I was glad we didn't have guns in the house. An intoxicated person really stands less of a chance in a logical world. Pulling the trigger could be an inexcusable mistake. An act of drunken despondence and no one would know you really weren't ready. You were just weary. Momentarily empty of hope. So my weapon was a pile of coke. I made the embarrassing phone calls to my sister-in-law and my wife. "I don't know what's going to happen," I cried. There was no overt threat. The implication lost on the ears of the knowing. I paced the house like a father waiting for the delivery of a stillborn. I don't want to die, I thought, and the pacing grew more frantic, but I've already made the phone calls...

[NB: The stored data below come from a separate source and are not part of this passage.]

//! # Command Checklist
//!
//! Verifies encapsulated actions: a command capability with the four
//! required members, a concrete command taking parameters, an invoker that
//! executes, undoes and remembers, and that a command can be built blind.

use super::{CheckItem, Checklist, ProbeContext, Verdict};
use crate::manifest::MemberDescriptor;
use crate::predicates::{matcher, name_contains_any, named};
use crate::prober::TypeHandle;
use crate::types::{Instance, ParamKind, ProbeError, Value};

pub const LABEL: &str = "Command Pattern";

/// The four command items, in order.
pub fn checklist() -> Checklist {
    Checklist::new(
        LABEL,
        vec![
            CheckItem::new("Command capability", command_capability),
            CheckItem::new("Concrete command", concrete_command),
            CheckItem::new("Invoker members", invoker_members),
            CheckItem::new("Command construction", command_construction),
        ],
    )
}

// =============================================================================
// PREDICATES
// =============================================================================

/// A zero-argument member with exactly this name, ignoring case.
#[must_use]
pub fn is_required_member(member: &MemberDescriptor, name: &str) -> bool {
    named(member, name) && member.arity() == 0
}

/// Invoker member that runs a command handed to it.
#[must_use]
pub fn is_execute_member(member: &MemberDescriptor, names: &[String]) -> bool {
    name_contains_any(member, names) && member.arity() >= 1
}

#[must_use]
pub fn is_undo_member(member: &MemberDescriptor, names: &[String]) -> bool {
    name_contains_any(member, names)
}

/// Invoker member exposing past commands (`getHistory`) or any accessor.
#[must_use]
pub fn is_history_member(member: &MemberDescriptor, names: &[String]) -> bool {
    name_contains_any(member, names)
}

// =============================================================================
// SHARED PROBES
// =============================================================================

/// Synthesized arguments: text `"test"`, zero numbers, `false`, absent objects.
pub(crate) fn synthesized_arguments(params: &[ParamKind]) -> Vec<Value> {
    params.iter().map(ParamKind::synthesized_default).collect()
}

/// Build the concrete command through the first parameterized constructor
/// that accepts synthesized arguments.
pub(crate) fn construct_command(
    ctx: &ProbeContext<'_>,
    concrete: TypeHandle<'_>,
) -> Result<Instance, ProbeError> {
    let mut last_error = ProbeError::NoSuitableConstructor(concrete.name().to_string());
    for ctor in concrete
        .constructors()
        .iter()
        .filter(|ctor| ctor.visibility.is_accessible() && ctor.arity() > 0)
    {
        match ctx
            .prober
            .construct(concrete, ctor, &synthesized_arguments(&ctor.params))
        {
            Ok(instance) => return Ok(instance),
            Err(err) => last_error = err,
        }
    }
    Err(last_error)
}

// =============================================================================
// ITEMS
// =============================================================================

/// Item 1: capability interface declares the required zero-argument members.
pub fn command_capability(ctx: &ProbeContext<'_>) -> Result<Verdict, ProbeError> {
    let cfg = &ctx.config.command;
    let capability = ctx.prober.require_interface(&cfg.capability)?;

    let missing: Vec<&str> = cfg
        .required_members
        .iter()
        .map(String::as_str)
        .filter(|name| {
            ctx.prober
                .find_member(capability, &matcher(*name, |m| is_required_member(m, name)))
                .is_none()
        })
        .collect();

    let required = cfg
        .required_members
        .iter()
        .map(|name| format!("{name}()"))
        .collect::<Vec<_>>()
        .join(", ");

    if missing.is_empty() {
        return Ok(
            Verdict::pass(format!("{} interface is properly defined", cfg.capability))
                .with_detail(format!("Found required members: {required}")),
        );
    }
    Ok(
        Verdict::fail(format!("{} interface missing required members", cfg.capability))
            .with_detail(format!("Required: {required}"))
            .with_details(missing.iter().map(|name| format!("Missing: {name}()"))),
    )
}

/// Item 2: concrete command implements the capability and takes parameters.
pub fn concrete_command(ctx: &ProbeContext<'_>) -> Result<Verdict, ProbeError> {
    let cfg = &ctx.config.command;
    let concrete = ctx.prober.require_concrete(&cfg.concrete)?;
    let capability = ctx.prober.resolve_type(&cfg.capability)?;

    if !ctx.prober.is_assignable(concrete, capability) {
        return Ok(Verdict::fail(format!(
            "{} does not implement {}",
            cfg.concrete, cfg.capability
        )));
    }

    let parameterized = concrete.constructors().iter().any(|ctor| ctor.arity() > 0);
    Ok(if parameterized {
        Verdict::pass(format!(
            "{} implements {} with a parameterized constructor",
            cfg.concrete, cfg.capability
        ))
    } else {
        Verdict::fail(format!("{} missing parameterized constructor", cfg.concrete))
            .with_detail(format!("{} should accept parameters in its constructor", cfg.concrete))
    })
}

/// Item 3: invoker executes, undoes, and exposes history.
pub fn invoker_members(ctx: &ProbeContext<'_>) -> Result<Verdict, ProbeError> {
    let cfg = &ctx.config.command;
    let invoker = ctx.prober.resolve_type(&cfg.invoker)?;
    let has = |label: &str, rule: &dyn Fn(&MemberDescriptor) -> bool| {
        ctx.prober
            .find_member(invoker, &matcher(label, |m| !m.inherited && rule(m)))
            .is_some()
    };

    let checks = [
        (
            has("execute", &|m| is_execute_member(m, &cfg.execute_names)),
            "execute member taking a command",
        ),
        (has("undo", &|m| is_undo_member(m, &cfg.undo_names)), "undo member"),
        (
            has("history", &|m| is_history_member(m, &cfg.history_names)),
            "history member",
        ),
    ];
    let missing: Vec<&str> = checks
        .iter()
        .filter(|(found, _)| !found)
        .map(|(_, label)| *label)
        .collect();

    if missing.is_empty() {
        return Ok(Verdict::pass(format!(
            "{} manages execution, undo and history",
            cfg.invoker
        )));
    }
    Ok(
        Verdict::fail(format!("{} missing {}", cfg.invoker, missing.join(", ")))
            .with_detail(format!(
                "{} should manage command execution, undo and history",
                cfg.invoker
            )),
    )
}

/// Item 4: invoker and concrete command can be constructed.
pub fn command_construction(ctx: &ProbeContext<'_>) -> Result<Verdict, ProbeError> {
    let cfg = &ctx.config.command;
    let invoker = ctx.prober.resolve_type(&cfg.invoker)?;
    let concrete = ctx.prober.resolve_type(&cfg.concrete)?;

    ctx.prober.instantiate(invoker, &[])?;
    match construct_command(ctx, concrete) {
        Ok(_) => Ok(Verdict::pass("Command pattern participants construct successfully")
            .with_detail(format!(
                "Created {} and {} instances",
                cfg.invoker, cfg.concrete
            ))),
        Err(err) => Ok(
            Verdict::fail(format!("Failed to create {} instance", cfg.concrete))
                .with_detail(format!("{err}"))
                .with_detail(format!(
                    "{} constructor may require specific parameters",
                    cfg.concrete
                )),
        ),
    }
}

// =============================================================================
// TESTS
// =============================================================================

#[cfg(test)]
mod tests {
    use super::*;

    #[test]
    fn required_members_are_zero_arg() {
        assert!(is_required_member(&MemberDescriptor::method("execute"), "execute"));
        assert!(is_required_member(&MemberDescriptor::method("Undo"), "undo"));
        assert!(!is_required_member(
            &MemberDescriptor::method("execute").param(ParamKind::Text),
            "execute"
        ));
    }

    #[test]
    fn invoker_rules() {
        let names = vec!["execute".to_string()];
        let takes_command = MemberDescriptor::method("executeCommand")
            .param(ParamKind::Object("Command".into()));
        assert!(is_execute_member(&takes_command, &names));
        assert!(!is_execute_member(&MemberDescriptor::method("execute"), &names));

        let history = vec!["history".to_string(), "get".to_string()];
        assert!(is_history_member(&MemberDescriptor::method("getHistory"), &history));
        assert!(is_history_member(&MemberDescriptor::method("commandHistory"), &history));
        assert!(is_undo_member(
            &MemberDescriptor::method("undoLastCommand"),
            &["undo".to_string()]
        ));
    }

    #[test]
    fn synthesized_arguments_cover_params() {
        let args = synthesized_arguments(&[ParamKind::Text, ParamKind::Integer, ParamKind::Boolean]);
        assert_eq!(args[0].as_text(), Some("test"));
        assert!(matches!(args[1], Value::Integer(0)));
        assert!(matches!(args[2], Value::Boolean(false)));
    }
}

In an instant I emptied the bag on the table. Maybe half an ounce. I just sat there looking at it. All that life ahead and no way to live it. I put on my clothes and my sneakers. I took a pull of vodka and rolled up a bill and snorted the pile as fast as I could. Gagging dry heaves were no deterrent. Then I went for a run. I was not a jogger. My intention was to fulfill the prophecy of a drug overdose, have a simple heart attack and make it neat. The suicide hat trick. A wake filled with "it's so sad," "what was he thinking," and "I told ya so."

Surviving a suicide attempt is about as embarrassing a predicament as has been invented. A thundering failure. And if you're fortunate enough, the ultimate grace.

So the doctor, convinced that I don't have a plan, suggests I go back to therapy again. I know that the absence of alcohol and drugs in my life is the reason I still have one. The therapist will want me to rehash my past, and then put me on antidepressants. I will resist, insisting on toughing it out. The death wish will whirl and eventually cease. Thought and deed are now rarely contiguous, and I'll pull out of this depression wondering, What was I thinking?

Mostly I'll keep it to myself. Secrets are still warm and comfortable. I am triggered to relive the crime of sexual abuse with the abruptness of the evening news. Lately it's been the 24/7 of the Michael Jackson case--and more insidiously, more damaging, the unapologetic, pedophile-shuffling Catholic cardinal from Boston being given the honor of saying high mass for his pope. The lack of compassion glows red, like a grade-school backhand across the face.

The memory of my abuse will move quickly out of the physical and lodge deep in the emotional. It's a crime of time and it lasts a lifetime. Some lifetimes are shorter than others. I'm one of the lucky ones. I just live with the thoughts. The gnawing. Maybe this time I'll take the meds. Or not.

Paul Ehmann is an essayist and a realtor. He lives in Loudonville, N.Y., with his wife, Diane.